La servicial

Cuando llegué de vuelta, Manuel gritó: -¡Es la vergüenza más grande que he pasado en mi vida! Me dolían los pies, así que no le di importancia. Fui al dormitorio, me saqué los tacos y me puse el pijama. Él se detuvo en el vano de la puerta, mirándome con odio, los ojos vidriosos. Había estado bebiendo y el tufo lo olí desde la cama.

-¿Por qué? Es una pega súper digna.

-¿A eso le llamas trabajo? - dijo con sarcasmo.

- Claro. Estaba aburrida de estar todo el día en la casa.

- Todos te han visto con esa pinta de puta...la falda corta, la jeta pintada y esas uñas..., ¡mírate las uñas!

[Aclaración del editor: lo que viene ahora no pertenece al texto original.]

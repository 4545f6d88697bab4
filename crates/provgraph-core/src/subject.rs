//! Polymorphic subjects.
//!
//! Relations are "about" exactly one of several entity kinds. The strict
//! enums here make "both" and "neither" unrepresentable; the `*Input`
//! structs are the loose wire shape (two optional arms) and are checked
//! once, by [`PackageOrSourceInput::discriminate`] and friends, before any
//! store access.

use serde::{Deserialize, Serialize};

use crate::{
  Error, IdOr, Result,
  artifact::ArtifactInput,
  package::PackageInput,
  source::SourceInput,
};

// ─── Strict variants ─────────────────────────────────────────────────────────

#[derive(Debug, Clone, PartialEq, Eq, Serialize, Deserialize)]
#[serde(rename_all = "snake_case")]
pub enum PackageOrSource<P, S> {
  Package(P),
  Source(S),
}

#[derive(Debug, Clone, PartialEq, Eq, Serialize, Deserialize)]
#[serde(rename_all = "snake_case")]
pub enum PackageOrArtifact<P, A> {
  Package(P),
  Artifact(A),
}

/// How a dependency's dependent package is matched.
#[derive(Debug, Clone, Copy, PartialEq, Eq, Default, Serialize, Deserialize)]
#[serde(rename_all = "snake_case")]
pub enum DependentMatch {
  /// The dependent is a package name; any version matches.
  AllVersions,
  /// The dependent is one specific package version.
  #[default]
  SpecificVersion,
}

/// A resolved Occurrence subject reference.
pub type OccurrenceSubject = PackageOrSource<IdOr<PackageInput>, IdOr<SourceInput>>;

/// A resolved SBOM subject reference.
pub type SbomSubject = PackageOrArtifact<IdOr<PackageInput>, IdOr<ArtifactInput>>;

// ─── Wire shapes ─────────────────────────────────────────────────────────────

#[derive(Debug, Clone, Default, PartialEq, Eq, Serialize, Deserialize)]
#[serde(default)]
pub struct PackageOrSourceInput {
  pub package: Option<IdOr<PackageInput>>,
  pub source:  Option<IdOr<SourceInput>>,
}

impl PackageOrSourceInput {
  pub fn package(package: impl Into<IdOr<PackageInput>>) -> Self {
    Self { package: Some(package.into()), source: None }
  }

  pub fn source(source: impl Into<IdOr<SourceInput>>) -> Self {
    Self { package: None, source: Some(source.into()) }
  }

  pub fn discriminate(self) -> Result<OccurrenceSubject> {
    match (self.package, self.source) {
      (Some(p), None) => Ok(PackageOrSource::Package(p)),
      (None, Some(s)) => Ok(PackageOrSource::Source(s)),
      (None, None) => Err(Error::invalid(
        "subject must be either a package or a source, got neither",
      )),
      (Some(_), Some(_)) => Err(Error::invalid(
        "subject must be either a package or a source, got both",
      )),
    }
  }
}

#[derive(Debug, Clone, Default, PartialEq, Eq, Serialize, Deserialize)]
#[serde(default)]
pub struct PackageOrArtifactInput {
  pub package:  Option<IdOr<PackageInput>>,
  pub artifact: Option<IdOr<ArtifactInput>>,
}

impl PackageOrArtifactInput {
  pub fn package(package: impl Into<IdOr<PackageInput>>) -> Self {
    Self { package: Some(package.into()), artifact: None }
  }

  pub fn artifact(artifact: impl Into<IdOr<ArtifactInput>>) -> Self {
    Self { package: None, artifact: Some(artifact.into()) }
  }

  pub fn discriminate(self) -> Result<SbomSubject> {
    match (self.package, self.artifact) {
      (Some(p), None) => Ok(PackageOrArtifact::Package(p)),
      (None, Some(a)) => Ok(PackageOrArtifact::Artifact(a)),
      (None, None) => Err(Error::invalid(
        "subject must be either a package or an artifact, got neither",
      )),
      (Some(_), Some(_)) => Err(Error::invalid(
        "subject must be either a package or an artifact, got both",
      )),
    }
  }
}

#[cfg(test)]
mod tests {
  use super::*;

  #[test]
  fn exactly_one_arm_is_accepted() {
    let input = PackageOrSourceInput::source(SourceInput::new("git", "github.com", "guac"));
    assert!(matches!(input.discriminate(), Ok(PackageOrSource::Source(_))));
  }

  #[test]
  fn both_arms_are_rejected() {
    let input = PackageOrSourceInput {
      package: Some(PackageInput::new("npm", "", "a").with_version("1").into()),
      source:  Some(SourceInput::new("git", "github.com", "b").into()),
    };
    assert!(matches!(input.discriminate(), Err(Error::InvalidArgument(_))));
  }

  #[test]
  fn neither_arm_is_rejected() {
    let input = PackageOrArtifactInput::default();
    assert!(matches!(input.discriminate(), Err(Error::InvalidArgument(_))));
  }

  #[test]
  fn wire_shape_deserializes_from_optional_arms() {
    let json = r#"{"artifact":{"descriptor":{"algorithm":"sha256","digest":"ab"}}}"#;
    let input: PackageOrArtifactInput = serde_json::from_str(json).unwrap();
    assert!(matches!(
      input.discriminate(),
      Ok(PackageOrArtifact::Artifact(IdOr::Descriptor(_)))
    ));
  }
}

- ¿Te preparo un cafecito? ¡Mira cómo estás! Capaz que te infartes.

Se fue dando un portazo.

Me quedé en silencio, mirando el retrato de Manuel. A él le había ido bien, ganaba un sueldo suficiente para que yo no moviera un dedo. No, yo no terminé el colegio, mi mamá estaba demasiado enferma en esos años, había que cuidarla, prepararle el almuerzo y molerlo en la juguera, parecía una guagua de boca arrugada y manos nervudas y llenas de lunares..., había que hacerle la papa a la viejita que bramaba por un costillar de chancho o una cazuela o unos porotos granados. Pobrecita..., el cáncer la fue matando de a poco. Yo rogué al Altísimo que se la llevara rápido, que la amparara en su santa gloria, que no la dejara más en ese valle de lágrimas por el cual atravesaba. No fue para contarlo ni a la mejor amiga, pero en esos tiempos yo le hice una manda a Santa Rita: si mamá moría pronto, yo ofrendaría mis pechos a todos los pobres y miserables de Santiago, fue la única generosidad que se me ocurrió, algo que nadie hacía, quizás por asco o por pudor, qué sé yo. Las voluntarias daban comida o repartían fonolas y frazadas, yo en cambio, haría algo inusual, por qué no. Cuando al fin murió, mis hermanas estaban todas casadas, bien instaladas con sus maridos de lujo, unos santos, sin lugar a dudas, y yo comencé a ser la tía buena que cuidaba a los niños para que ellas fueran al cine. Cásate, me decían. Ya me va a llegar la hora, hay que tener paciencia. Además, he sido feliz criando a mis sobrinos.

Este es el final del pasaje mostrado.